WORK REQUEST: The lines from the one holding "return imp.chars().filter(|&c| c" to the end of the records below, exactly as written, are the only thing to return.

Top of DATA EXTRACT

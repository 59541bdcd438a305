// src/events/macro_econ.rs
//
// 06_macro.ics — macro data releases and events, de-noised to the markets
// that move A-shares: a country allow-list plus an importance floor.

use anyhow::Result;
use once_cell::sync::Lazy;
use regex::Regex;
use reqwest::Client;
use tracing::info;

use super::join_desc;
use crate::config::{Config, DateWindow};
use crate::fetch::{fetch_first, Provider};
use crate::ics::{register, short_hash, CalendarSink, EventSpec, EventTime};
use crate::table::{cell, cell_text, to_datetime, Dataset};

const PROVIDERS: &[Provider] = &[Provider {
    name: "macro_info_ws",
    url: "https://api-one-wscn.awtmt.com/apiv1/finance/macrodatas?limit=500",
}];

const TIME: &[&str] = &["时间", "date", "datetime", "public_date", "timestamp"];
const COUNTRY: &[&str] = &["国家", "country"];
const EVENT: &[&str] = &["事件", "event", "指标", "title"];
const IMPORTANCE: &[&str] = &["重要性", "importance", "star"];
const FORECAST: &[&str] = &["预期", "forecast", "expected"];
const PREVIOUS: &[&str] = &["前值", "previous"];

const COUNTRY_ALLOW: &[&str] = &["中国", "美国", "欧元区"];

static DIGITS: Lazy<Regex> =
    Lazy::new(|| Regex::new(r"\d+").expect("digit pattern should be valid"));

pub async fn generate(client: &Client, cfg: &Config, all: &mut CalendarSink) -> Result<()> {
    let ds = fetch_first(client, "宏观日历", PROVIDERS).await?;
    let events = build_events(&ds, &cfg.window());
    info!(count = events.len(), "macro events in window");

    let mut cal = CalendarSink::new("宏观｜重要经济数据/事件", cfg.max_events_per_day);
    for ev in &events {
        register(ev, &mut cal, all);
    }
    cal.write(&cfg.out_dir, "06_macro.ics")?;
    Ok(())
}

/// Importance formats differ per source: ★★★★★, bare digits, 高/重要.
/// High marks pass, low marks drop, unknown formats pass unfiltered.
fn important_enough(imp: &str) -> bool {
    if imp.is_empty() || imp.contains('高') || imp.contains("重要") {
        return true;
    }
    if let Some(m) = DIGITS.find(imp) {
        if let Ok(n) = m.as_str().parse::<u32>() {
            return n >= 3;
        }
    }
    if imp.contains('★') {
        return imp.chars().filter(|&c| c == '★').count() >= 3;
    }
    true
}

fn build_events(ds: &Dataset, window: &DateWindow) -> Vec<EventSpec> {
    let time_col = ds.resolve(TIME);
    let country_col = ds.resolve(COUNTRY);
    let event_col = ds.resolve(EVENT);
    let imp_col = ds.resolve(IMPORTANCE);
    let forecast_col = ds.resolve(FORECAST);
    let previous_col = ds.resolve(PREVIOUS);

    let mut events = Vec::new();
    for row in &ds.rows {
        let Some(day) = cell(row, time_col.as_deref())
            .and_then(to_datetime)
            .map(|dt| dt.date())
        else {
            continue;
        };
        if !window.contains(day) {
            continue;
        }

        let country = cell_text(row, country_col.as_deref());
        if !country.is_empty() && !COUNTRY_ALLOW.contains(&country.as_str()) {
            continue;
        }
        let importance = cell_text(row, imp_col.as_deref());
        if !important_enough(&importance) {
            continue;
        }

        let name = cell_text(row, event_col.as_deref());
        let forecast = cell_text(row, forecast_col.as_deref());
        let previous = cell_text(row, previous_col.as_deref());
        let summary = if country.is_empty() {
            name.clone()
        } else {
            format!("{}｜{}", country, name)
        };
        let desc = join_desc(&[
            if importance.is_empty() { String::new() } else { format!("重要性: {}", importance) },
            if forecast.is_empty() { String::new() } else { format!("预期: {}", forecast) },
            if previous.is_empty() { String::new() } else { format!("前值: {}", previous) },
        ]);

        events.push(EventSpec {
            summary: format!("宏观数据｜{}", summary),
            description: desc,
            uid: format!("macro-{}-{}", day, short_hash(&summary)),
            when: EventTime::AllDay(day),
        });
    }
    events
}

Bottom of DATA EXTRACT

RESPONSE BOX:
        return imp.chars().filter(|&c| c == '★').count() >= 3;
    }
    true
}

fn build_events(ds: &Dataset, window: &DateWindow) -> Vec<EventSpec> {
    let time_col = ds.resolve(TIME);
    let country_col = ds.resolve(COUNTRY);
    let event_col = ds.resolve(EVENT);
    let imp_col = ds.resolve(IMPORTANCE);
    let forecast_col = ds.resolve(FORECAST);
    let previous_col = ds.resolve(PREVIOUS);

    let mut events = Vec::new();
    for row in &ds.rows {
        let Some(day) = cell(row, time_col.as_deref())
            .and_then(to_datetime)
            .map(|dt| dt.date())
        else {
            continue;
        };
        if !window.contains(day) {
            continue;
        }

        let country = cell_text(row, country_col.as_deref());
        if !country.is_empty() && !COUNTRY_ALLOW.contains(&country.as_str()) {
            continue;
        }
        let importance = cell_text(row, imp_col.as_deref());
        if !important_enough(&importance) {
            continue;
        }

        let name = cell_text(row, event_col.as_deref());
        let forecast = cell_text(row, forecast_col.as_deref());
        let previous = cell_text(row, previous_col.as_deref());
        let summary = if country.is_empty() {
            name.clone()
        } else {
            format!("{}｜{}", country, name)
        };
        let desc = join_desc(&[
            if importance.is_empty() { String::new() } else { format!("重要性: {}", importance) },
            if forecast.is_empty() { String::new() } else { format!("预期: {}", forecast) },
            if previous.is_empty() { String::new() } else { format!("前值: {}", previous) },
        ]);

        events.push(EventSpec {
            summary: format!("宏观数据｜{}", summary),
            description: desc,
            uid: format!("macro-{}-{}", day, short_hash(&summary)),
            when: EventTime::AllDay(day),
        });
    }
    events
}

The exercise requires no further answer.